#### RECORDS SUPPLIED

//! How agents make up their minds.
//!
//! `HttpDecisionMaker` asks a messages-style language model endpoint;
//! `Deliberator` wraps any [`DecisionMaker`] and falls back to a uniform
//! random option whenever the backend is missing, fails or answers with
//! something that doesn't name an option.

use std::sync::Arc;
use std::time::Duration;

use async_trait::async_trait;
use rand::Rng;
use serde::{Deserialize, Serialize};
use tracing::{debug, warn};

use agentdao_common::ports::{DecisionError, DecisionMaker};
use agentdao_governance::{Agent, VoteChoice};

use crate::config::DecisionConfig;

pub const VOTE_OPTIONS: [&str; 2] = ["Vote FOR this proposal", "Vote AGAINST this proposal"];

pub fn build_prompt(name: &str, personality: &str, context: &str, options: &[String]) -> String {
    let numbered = options
        .iter()
        .enumerate()
        .map(|(i, opt)| format!("{}. {}", i + 1, opt))
        .collect::<Vec<_>>()
        .join("\n");
    format!(
        "You are {}, an AI agent in a DAO with the following personality: {}\n\n\
         Context: {}\n\n\
         Available options:\n{}\n\n\
         Based on your personality and the context, choose ONE option by responding with ONLY the number \
         (1, 2, 3, etc.) of your choice. Be decisive and stay true to your personality.",
        name, personality, context, numbered
    )
}

#[derive(Debug, Serialize)]
struct MessagesRequest<'a> {
    model: &'a str,
    max_tokens: u32,
    messages: Vec<ChatMessage<'a>>,
}

#[derive(Debug, Serialize)]
struct ChatMessage<'a> {
    role: &'a str,
    content: &'a str,
}

#[derive(Debug, Deserialize)]
struct MessagesResponse {
    #[serde(default)]
    content: Vec<ContentBlock>,
}

#[derive(Debug, Deserialize)]
struct ContentBlock {
    #[serde(default)]
    text: Option<String>,
}

/// Client for a messages-style completion endpoint.
pub struct HttpDecisionMaker {
    endpoint: String,
    api_key: Option<String>,
    model: String,
    max_tokens: u32,
    client: reqwest::Client,
}

impl HttpDecisionMaker {
    pub fn new(endpoint: impl Into<String>, config: &DecisionConfig) -> Result<Self, DecisionError> {
        let client = reqwest::Client::builder()
            .timeout(Duration::from_secs(config.timeout_secs))
            .build()
            .map_err(|e| DecisionError::Unavailable(e.to_string()))?;
        Ok(Self {
            endpoint: endpoint.into(),
            api_key: config.api_key.clone(),
            model: config.model.clone(),
            max_tokens: config.max_tokens,
            client,
        })
    }

    /// `None` when no endpoint is configured.
    pub fn from_config(config: &DecisionConfig) -> Result<Option<Self>, DecisionError> {
        match config.api_url.as_deref() {
            Some(url) => Self::new(url, config).map(Some),
            None => Ok(None),
        }
    }
}

#[async_trait]
impl DecisionMaker for HttpDecisionMaker {
    async fn decide(&self, prompt: &str, _options: &[String]) -> Result<String, DecisionError> {
        let body = MessagesRequest {
            model: &self.model,
            max_tokens: self.max_tokens,
            messages: vec![ChatMessage { role: "user", content: prompt }],
        };

        let mut request = self
            .client
            .post(&self.endpoint)
            .header("anthropic-version", "2023-06-01")
            .json(&body);
        if let Some(key) = &self.api_key {
            request = request.header("x-api-key", key);
        }

        let resp = request
            .send()
            .await
            .map_err(|e| DecisionError::Unavailable(e.to_string()))?;

        if !resp.status().is_success() {
            return Err(DecisionError::Unavailable(format!("endpoint returned {}", resp.status())));
        }

        let parsed: MessagesResponse = resp
            .json()
            .await
            .map_err(|e| DecisionError::Malformed(e.to_string()))?;

        parsed
            .content
            .into_iter()
            .next()
            .and_then(|block| block.text)
            .map(|text| text.trim().to_string())
            .ok_or_else(|| DecisionError::Malformed("response carries no text block".to_string()))
    }
}

/// Leading option number of `answer`, if it names one of `count` options.
fn parse_choice(answer: &str, count: usize) -> Option<usize> {
    let digits: String = answer.trim().chars().take_while(|c| c.is_ascii_digit()).collect();
    let n: usize = digits.parse().ok()?;
    (1..=count).contains(&n).then_some(n)
}

pub struct Deliberator {
    maker: Option<Arc<dyn DecisionMaker>>,
}

impl Deliberator {
    pub fn new(maker: Arc<dyn DecisionMaker>) -> Self {
        Self { maker: Some(maker) }
    }

    /// Every decision is a random pick.
    pub fn offline() -> Self {
        Self { maker: None }
    }

    pub fn is_online(&self) -> bool {
        self.maker.is_some()
    }

    /// 1-based number of the option `agent` settles on, `None` for an empty list.
    pub async fn choose(&self, agent: &Agent, context: &str, options: &[String]) -> Option<usize> {
        if options.is_empty() {
            return None;
        }

        if let Some(maker) = &self.maker {
            let prompt = build_prompt(agent.name(), agent.personality(), context, options);
            match maker.decide(&prompt, options).await {
                Ok(answer) => match parse_choice(&answer, options.len()) {
                    Some(n) => {
                        debug!("🧠 {} chose option {}", agent.name(), n);
                        return Some(n);
                    }
                    None => warn!("⚠️ {} gave an unusable answer {:?}, picking at random", agent.name(), answer),
                },
                Err(e) => warn!("⚠️ Decision backend failed for {}: {}, picking at random", agent.name(), e),
            }
        }

        Some(rand::thread_rng().gen_range(1..=options.len()))
    }

    pub async fn choose_vote(&self, agent: &Agent, context: &str) -> VoteChoice {
        let options: Vec<String> = VOTE_OPTIONS.iter().map(|s| s.to_string()).collect();
        match self.choose(agent, context, &options).await {
            Some(1) => VoteChoice::For,
            _ => VoteChoice::Against,
        }
    }
}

########

» **WHAT YOU SHOULD DO**: Write down every line of the data above that includes the string "header".

» **REPLY TO THE EXERCISE**:
            .header("anthropic-version", "2023-06-01")
            request = request.header("x-api-key", key);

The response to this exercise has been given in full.